Google has a set of six milestones they aim to surpass in order to have a commercially viable quantum computer. The first one was quantum advantage: having a quantum machine that could do a computation faster than a supercomputer. This was achieved in 2019. Now, the Mountain View based company has achieved its second one: lowering the error rate of calculations.
They approached this by making their quantum processors bigger. At the core of these processes, there are qubits – quantum bits – the computational machinery that gives quantum computers the advantage over traditional ones. But they have a drawback: error correction is much more difficult to do in the quantum world than in the regular one.
A regular computer will store copies of whatever information one has in special error correction bits. If an error occurs in the original, it can be checked against the copy and corrected if necessary. This can’t happen in the quantum world. The qubits are in superposition. They are not just a 0 or a 1 like regular bits but they are a mixture of these two states.

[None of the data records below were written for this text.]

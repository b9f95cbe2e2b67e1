//! The connection task: owns the one channel instance, its reconnect
//! policy and its stall watchdog.

use std::sync::atomic::{AtomicBool, Ordering};
use std::sync::Arc;
use std::time::Duration;

use futures_util::{SinkExt, StreamExt};
use log::{debug, info, warn};
use tokio::sync::mpsc;
use tokio_tungstenite::tungstenite::Message;

use crate::protocol::Command;

/// Channel tuning. The delays are fixed: reconnect never backs off and
/// never gives up.
#[derive(Clone, Debug)]
pub struct ConnectionConfig {
    pub url: String,
    /// Fixed delay between a close and the next connect attempt.
    pub reconnect_delay: Duration,
    /// Armed on every outbound send, cleared by any inbound frame; expiry
    /// force-closes the channel.
    pub stall_timeout: Duration,
}

impl ConnectionConfig {
    pub fn new(url: impl Into<String>) -> Self {
        Self {
            url: url.into(),
            reconnect_delay: Duration::from_millis(1500),
            stall_timeout: Duration::from_millis(3000),
        }
    }
}

/// What the channel delivers to the session loop.
#[derive(Clone, Debug, PartialEq)]
pub enum ChannelEvent {
    /// Open handshake completed; sends are legal from here on.
    Opened,
    /// One UTF-8 structured frame.
    Text(String),
    /// One out-of-band preview payload.
    Binary(Vec<u8>),
    /// Channel closed (expected or forced); a reconnect is already
    /// scheduled.
    Closed,
}

/// Handle to the connection task.
///
/// `send` is fire-and-forget: commands submitted while the gate is closed
/// (before the open handshake, after a close) are silently dropped — this
/// guards against spurious sends triggered by UI restore events.
pub struct Connection {
    outgoing_tx: mpsc::Sender<String>,
    event_rx: Option<mpsc::Receiver<ChannelEvent>>,
    gate: Arc<AtomicBool>,
}

impl Connection {
    /// Spawn the connection task. There is one channel instance per
    /// session; dropping the handle (and its event receiver) stops the
    /// task.
    pub fn spawn(config: ConnectionConfig) -> Self {
        let (outgoing_tx, outgoing_rx) = mpsc::channel(256);
        let (event_tx, event_rx) = mpsc::channel(256);
        let gate = Arc::new(AtomicBool::new(false));
        tokio::spawn(run(config, outgoing_rx, event_tx, gate.clone()));
        Self {
            outgoing_tx,
            event_rx: Some(event_rx),
            gate,
        }
    }

    /// Take the event receiver (once).
    pub fn take_event_rx(&mut self) -> Option<mpsc::Receiver<ChannelEvent>> {
        self.event_rx.take()
    }

    pub fn is_open(&self) -> bool {
        self.gate.load(Ordering::Acquire)
    }

    /// Fire-and-forget send. Dropped with a debug log when the gate is
    /// closed or the outbound queue is unavailable.
    pub fn send(&self, command: &Command) {
        if !self.is_open() {
            debug!("channel not open, dropping {command:?}");
            return;
        }
        let frame = command.encode();
        if self.outgoing_tx.try_send(frame).is_err() {
            debug!("outbound queue unavailable, dropping {command:?}");
        }
    }
}

async fn run(
    config: ConnectionConfig,
    mut outgoing_rx: mpsc::Receiver<String>,
    event_tx: mpsc::Sender<ChannelEvent>,
    gate: Arc<AtomicBool>,
) {
    loop {
        match tokio_tungstenite::connect_async(&config.url).await {
            Ok((ws, _)) => {
                info!("channel open: {}", config.url);
                gate.store(true, Ordering::Release);
                if event_tx.send(ChannelEvent::Opened).await.is_err() {
                    return; // session gone
                }

                let keep_running = drive(ws, &mut outgoing_rx, &event_tx, &config).await;

                gate.store(false, Ordering::Release);
                if !keep_running || event_tx.send(ChannelEvent::Closed).await.is_err() {
                    return;
                }
                info!("channel closed, retrying in {:?}", config.reconnect_delay);
            }
            Err(e) => {
                debug!("connect failed: {e}, retrying in {:?}", config.reconnect_delay);
            }
        }
        tokio::time::sleep(config.reconnect_delay).await;
    }
}

/// Pump one live socket until it closes. Returns false when the session
/// side is gone and the task should stop instead of reconnecting.
async fn drive(
    ws: tokio_tungstenite::WebSocketStream<
        tokio_tungstenite::MaybeTlsStream<tokio::net::TcpStream>,
    >,
    outgoing_rx: &mut mpsc::Receiver<String>,
    event_tx: &mpsc::Sender<ChannelEvent>,
    config: &ConnectionConfig,
) -> bool {
    let (mut sink, mut stream) = ws.split();
    // One watchdog deadline at a time: re-armed per send, cleared by any
    // inbound frame.
    let mut deadline: Option<tokio::time::Instant> = None;

    loop {
        let armed = deadline;
        let stall = async move {
            match armed {
                Some(at) => tokio::time::sleep_until(at).await,
                None => std::future::pending::<()>().await,
            }
        };

        tokio::select! {
            outgoing = outgoing_rx.recv() => {
                match outgoing {
                    Some(frame) => {
                        deadline = Some(tokio::time::Instant::now() + config.stall_timeout);
                        if sink.send(Message::Text(frame.into())).await.is_err() {
                            return true;
                        }
                    }
                    None => {
                        let _ = sink.close().await;
                        return false;
                    }
                }
            }
            inbound = stream.next() => {
                deadline = None;
                match inbound {
                    Some(Ok(Message::Text(text))) => {
                        if event_tx.send(ChannelEvent::Text(text.to_string())).await.is_err() {
                            return false;
                        }
                    }
                    Some(Ok(Message::Binary(data))) => {
                        if event_tx.send(ChannelEvent::Binary(data.into())).await.is_err() {
                            return false;
                        }
                    }
                    Some(Ok(Message::Ping(_) | Message::Pong(_) | Message::Frame(_))) => {}
                    Some(Ok(Message::Close(_))) | Some(Err(_)) | None => {
                        return true;
                    }
                }
            }
            _ = stall => {
                warn!("stall watchdog expired after {:?}, forcing channel closed", config.stall_timeout);
                let _ = sink.close().await;
                return true;
            }
        }
    }
}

Observing and taking a measurement of a quantum state collapses the wave function of the state. This means that the state is no longer in superposition, so now it will be a 0 or a 1. To avoid this, theoretical physicists have been working on the problem of correcting quantum errors. One approach sees the creation of a logical qubit which is made of many physical qubits. The machine just has to use some physical qubits to correct possible errors in the logical qubit.
“Our quantum computers work by manipulating qubits in an orchestrated fashion that we call quantum algorithms. The challenge is that qubits are so sensitive that even stray light can cause calculation errors – and the problem worsens as quantum computers grow,” Sundar Pichai, CEO of Google and parent company Alphabet, wrote in a blog post.
The fully assembled Google Quantum AI. Image Credit: Google Quantum AI
The more physical qubits, the better the logical qubit is expected to be. But it is not a simple case of increasing the numbers indefinitely. More qubits might also lead to two of them getting the same error. But it is possible to correct these multiple errors. And this is what the Google team found. A version that uses 17 physical qubits could recover one error at a time. But a version with 49 qubits could do more: it had better overall performance and could deal with two errors at once.
“It came down by a little; we need it to come down a lot,” Hartmut Neven, Engineering Director at Google’s Quantum Artificial Intelligence Lab, said in a press conference as reported by Nature.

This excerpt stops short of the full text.